* PROMPT *
Filter the listing below down to the lines holding the word "root", and copy those lines.

--------------------------------------------------

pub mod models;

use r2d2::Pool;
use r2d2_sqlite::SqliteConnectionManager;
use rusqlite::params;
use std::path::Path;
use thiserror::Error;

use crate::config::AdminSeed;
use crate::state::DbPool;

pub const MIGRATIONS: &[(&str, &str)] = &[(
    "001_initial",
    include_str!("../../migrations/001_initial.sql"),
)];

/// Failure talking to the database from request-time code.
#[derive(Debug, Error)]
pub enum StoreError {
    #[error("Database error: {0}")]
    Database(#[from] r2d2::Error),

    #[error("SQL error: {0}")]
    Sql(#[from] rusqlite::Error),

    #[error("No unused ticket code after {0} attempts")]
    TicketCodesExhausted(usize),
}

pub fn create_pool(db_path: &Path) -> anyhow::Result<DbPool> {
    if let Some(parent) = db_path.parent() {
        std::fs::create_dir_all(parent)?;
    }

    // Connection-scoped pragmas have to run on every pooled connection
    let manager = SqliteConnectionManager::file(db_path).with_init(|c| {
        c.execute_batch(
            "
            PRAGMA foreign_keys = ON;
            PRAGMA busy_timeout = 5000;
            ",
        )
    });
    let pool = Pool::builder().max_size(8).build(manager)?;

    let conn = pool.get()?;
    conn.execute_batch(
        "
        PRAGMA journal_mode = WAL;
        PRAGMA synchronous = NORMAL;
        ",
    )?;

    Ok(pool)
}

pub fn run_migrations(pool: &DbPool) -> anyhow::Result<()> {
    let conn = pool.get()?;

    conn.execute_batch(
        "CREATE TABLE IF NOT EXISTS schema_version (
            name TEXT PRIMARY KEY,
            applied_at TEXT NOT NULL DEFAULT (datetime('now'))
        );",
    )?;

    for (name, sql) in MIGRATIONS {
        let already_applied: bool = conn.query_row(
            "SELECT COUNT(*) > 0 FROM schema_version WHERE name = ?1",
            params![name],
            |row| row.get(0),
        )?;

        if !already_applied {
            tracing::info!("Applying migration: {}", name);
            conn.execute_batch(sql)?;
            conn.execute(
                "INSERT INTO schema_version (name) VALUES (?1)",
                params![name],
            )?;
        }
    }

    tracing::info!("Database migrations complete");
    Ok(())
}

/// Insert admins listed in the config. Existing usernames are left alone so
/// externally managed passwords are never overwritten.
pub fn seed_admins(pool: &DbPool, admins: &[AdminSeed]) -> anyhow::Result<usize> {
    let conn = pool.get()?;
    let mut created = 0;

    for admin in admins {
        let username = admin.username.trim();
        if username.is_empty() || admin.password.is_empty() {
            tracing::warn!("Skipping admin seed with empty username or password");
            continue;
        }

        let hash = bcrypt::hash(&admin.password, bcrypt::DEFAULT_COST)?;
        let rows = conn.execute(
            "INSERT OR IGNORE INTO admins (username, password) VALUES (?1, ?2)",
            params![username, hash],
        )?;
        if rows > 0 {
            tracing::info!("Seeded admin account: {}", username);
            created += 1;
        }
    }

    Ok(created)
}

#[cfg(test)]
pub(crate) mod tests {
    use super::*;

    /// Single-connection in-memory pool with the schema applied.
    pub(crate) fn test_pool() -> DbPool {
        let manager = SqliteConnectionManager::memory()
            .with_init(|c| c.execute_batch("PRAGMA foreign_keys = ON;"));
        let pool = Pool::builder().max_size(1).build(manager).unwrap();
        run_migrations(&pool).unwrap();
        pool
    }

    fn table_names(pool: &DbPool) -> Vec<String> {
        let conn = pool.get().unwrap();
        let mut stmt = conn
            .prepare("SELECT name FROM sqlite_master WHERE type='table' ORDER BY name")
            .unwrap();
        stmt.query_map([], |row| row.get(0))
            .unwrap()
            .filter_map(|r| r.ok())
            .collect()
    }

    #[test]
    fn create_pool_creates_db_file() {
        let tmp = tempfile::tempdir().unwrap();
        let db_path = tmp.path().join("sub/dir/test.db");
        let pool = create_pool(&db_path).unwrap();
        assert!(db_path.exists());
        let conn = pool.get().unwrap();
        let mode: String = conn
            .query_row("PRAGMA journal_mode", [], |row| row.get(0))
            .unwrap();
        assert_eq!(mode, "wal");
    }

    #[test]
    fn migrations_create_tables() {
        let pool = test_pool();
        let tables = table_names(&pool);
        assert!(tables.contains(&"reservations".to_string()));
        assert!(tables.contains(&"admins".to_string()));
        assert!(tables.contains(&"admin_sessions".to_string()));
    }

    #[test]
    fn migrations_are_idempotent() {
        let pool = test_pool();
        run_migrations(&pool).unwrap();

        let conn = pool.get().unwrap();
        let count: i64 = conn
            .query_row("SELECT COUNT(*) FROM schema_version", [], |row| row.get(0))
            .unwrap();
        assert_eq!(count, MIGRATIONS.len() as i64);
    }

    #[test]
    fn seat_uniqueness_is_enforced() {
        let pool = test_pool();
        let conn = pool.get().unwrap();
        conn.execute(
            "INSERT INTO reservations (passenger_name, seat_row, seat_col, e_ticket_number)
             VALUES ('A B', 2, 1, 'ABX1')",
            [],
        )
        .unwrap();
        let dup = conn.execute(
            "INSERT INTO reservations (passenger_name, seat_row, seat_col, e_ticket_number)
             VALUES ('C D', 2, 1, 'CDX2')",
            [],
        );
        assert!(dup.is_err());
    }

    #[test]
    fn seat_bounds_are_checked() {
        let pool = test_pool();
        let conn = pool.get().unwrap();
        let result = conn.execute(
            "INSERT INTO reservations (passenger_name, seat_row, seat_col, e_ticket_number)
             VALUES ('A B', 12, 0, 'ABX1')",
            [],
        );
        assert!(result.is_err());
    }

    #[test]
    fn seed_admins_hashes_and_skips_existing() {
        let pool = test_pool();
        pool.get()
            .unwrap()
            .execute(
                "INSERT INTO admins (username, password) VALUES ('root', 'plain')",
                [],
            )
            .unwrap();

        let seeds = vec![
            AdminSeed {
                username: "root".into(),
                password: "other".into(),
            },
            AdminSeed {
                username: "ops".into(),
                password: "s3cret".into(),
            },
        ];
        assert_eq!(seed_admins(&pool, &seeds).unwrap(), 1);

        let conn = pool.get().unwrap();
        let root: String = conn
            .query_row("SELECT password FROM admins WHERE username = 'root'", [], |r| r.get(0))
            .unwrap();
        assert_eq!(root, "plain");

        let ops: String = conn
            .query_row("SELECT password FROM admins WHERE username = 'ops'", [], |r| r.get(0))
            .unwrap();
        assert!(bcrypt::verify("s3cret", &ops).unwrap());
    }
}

--------------------------------------------------

* RESULT OF THE EXERCISE *
                "INSERT INTO admins (username, password) VALUES ('root', 'plain')",
                username: "root".into(),
        let root: String = conn
            .query_row("SELECT password FROM admins WHERE username = 'root'", [], |r| r.get(0))
        assert_eq!(root, "plain");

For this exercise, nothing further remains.